» TASK TO COMPLETE:
For each line below, check for "transcript"; give only the total of lines where it occurs.

--- DATA PROVIDED Enclosed Below ---

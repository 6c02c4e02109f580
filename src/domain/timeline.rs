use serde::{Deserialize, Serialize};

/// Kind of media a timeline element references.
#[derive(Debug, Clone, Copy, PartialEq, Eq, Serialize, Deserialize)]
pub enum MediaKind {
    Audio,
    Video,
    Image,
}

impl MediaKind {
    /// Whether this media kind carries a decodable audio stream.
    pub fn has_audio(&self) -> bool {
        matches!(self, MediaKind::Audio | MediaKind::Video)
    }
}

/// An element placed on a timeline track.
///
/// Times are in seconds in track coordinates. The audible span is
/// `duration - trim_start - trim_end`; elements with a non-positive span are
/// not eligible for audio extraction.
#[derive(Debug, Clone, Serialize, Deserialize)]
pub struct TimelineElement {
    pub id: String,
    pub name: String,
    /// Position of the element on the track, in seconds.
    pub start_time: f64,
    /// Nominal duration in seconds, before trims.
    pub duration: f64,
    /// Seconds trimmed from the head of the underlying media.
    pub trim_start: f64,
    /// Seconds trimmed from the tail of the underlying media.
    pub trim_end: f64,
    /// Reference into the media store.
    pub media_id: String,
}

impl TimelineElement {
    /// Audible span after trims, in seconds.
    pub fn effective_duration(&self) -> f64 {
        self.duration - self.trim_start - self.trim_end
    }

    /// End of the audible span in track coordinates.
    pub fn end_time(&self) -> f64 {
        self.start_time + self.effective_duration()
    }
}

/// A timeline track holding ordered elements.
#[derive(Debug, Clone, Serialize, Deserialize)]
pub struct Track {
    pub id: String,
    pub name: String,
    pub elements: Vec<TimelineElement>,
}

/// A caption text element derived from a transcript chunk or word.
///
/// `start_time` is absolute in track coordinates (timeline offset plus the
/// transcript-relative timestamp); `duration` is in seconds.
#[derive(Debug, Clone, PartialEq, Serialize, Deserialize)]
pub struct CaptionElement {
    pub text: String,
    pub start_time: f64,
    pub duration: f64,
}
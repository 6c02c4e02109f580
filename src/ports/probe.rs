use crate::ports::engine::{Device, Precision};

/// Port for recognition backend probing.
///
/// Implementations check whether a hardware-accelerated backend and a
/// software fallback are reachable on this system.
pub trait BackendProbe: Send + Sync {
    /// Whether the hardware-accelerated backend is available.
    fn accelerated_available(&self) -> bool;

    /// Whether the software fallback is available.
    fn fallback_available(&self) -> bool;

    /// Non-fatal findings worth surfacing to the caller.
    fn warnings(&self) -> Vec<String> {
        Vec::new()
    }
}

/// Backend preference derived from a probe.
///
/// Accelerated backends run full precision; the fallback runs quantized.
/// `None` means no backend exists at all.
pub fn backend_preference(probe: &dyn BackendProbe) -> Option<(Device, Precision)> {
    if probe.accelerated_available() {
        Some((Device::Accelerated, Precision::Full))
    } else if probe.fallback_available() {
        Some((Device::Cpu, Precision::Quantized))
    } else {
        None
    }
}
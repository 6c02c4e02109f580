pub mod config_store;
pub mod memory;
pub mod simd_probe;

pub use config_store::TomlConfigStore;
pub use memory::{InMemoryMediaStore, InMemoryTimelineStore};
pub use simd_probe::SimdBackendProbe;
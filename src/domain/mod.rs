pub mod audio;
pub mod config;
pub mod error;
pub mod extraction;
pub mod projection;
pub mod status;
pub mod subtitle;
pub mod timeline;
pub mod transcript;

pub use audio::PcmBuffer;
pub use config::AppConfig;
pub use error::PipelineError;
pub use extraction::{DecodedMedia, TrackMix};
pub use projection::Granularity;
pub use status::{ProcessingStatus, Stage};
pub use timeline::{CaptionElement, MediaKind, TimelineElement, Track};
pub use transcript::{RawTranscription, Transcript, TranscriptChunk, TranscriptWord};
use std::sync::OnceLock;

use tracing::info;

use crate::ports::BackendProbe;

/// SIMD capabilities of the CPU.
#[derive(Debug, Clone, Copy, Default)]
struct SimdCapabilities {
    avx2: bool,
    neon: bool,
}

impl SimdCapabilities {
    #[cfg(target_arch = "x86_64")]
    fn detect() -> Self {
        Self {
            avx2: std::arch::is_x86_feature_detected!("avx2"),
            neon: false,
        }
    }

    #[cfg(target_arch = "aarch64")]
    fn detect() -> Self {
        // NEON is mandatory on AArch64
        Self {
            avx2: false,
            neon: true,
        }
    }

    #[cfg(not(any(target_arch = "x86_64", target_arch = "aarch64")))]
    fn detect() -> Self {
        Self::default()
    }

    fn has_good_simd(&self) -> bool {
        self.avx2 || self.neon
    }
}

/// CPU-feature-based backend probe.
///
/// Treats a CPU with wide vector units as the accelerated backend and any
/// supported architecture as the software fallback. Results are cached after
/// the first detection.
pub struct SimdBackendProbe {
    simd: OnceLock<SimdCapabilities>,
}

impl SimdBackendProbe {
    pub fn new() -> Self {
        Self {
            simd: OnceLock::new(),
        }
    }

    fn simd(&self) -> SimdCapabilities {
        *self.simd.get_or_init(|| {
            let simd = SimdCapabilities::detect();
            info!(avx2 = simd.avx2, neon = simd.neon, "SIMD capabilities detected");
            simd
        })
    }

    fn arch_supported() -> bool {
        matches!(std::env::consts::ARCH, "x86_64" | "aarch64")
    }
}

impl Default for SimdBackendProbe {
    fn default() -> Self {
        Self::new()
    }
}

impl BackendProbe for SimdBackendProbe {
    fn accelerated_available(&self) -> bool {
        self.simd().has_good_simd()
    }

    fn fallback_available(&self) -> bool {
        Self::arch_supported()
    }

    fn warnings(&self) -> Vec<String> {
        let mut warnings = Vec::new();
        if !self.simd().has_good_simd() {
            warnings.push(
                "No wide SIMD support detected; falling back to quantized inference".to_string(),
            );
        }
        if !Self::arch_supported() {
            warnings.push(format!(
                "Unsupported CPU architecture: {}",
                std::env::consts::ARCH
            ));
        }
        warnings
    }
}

--- End of Enclosed DATA PROVIDED ---

» TASK SOLUTION:
4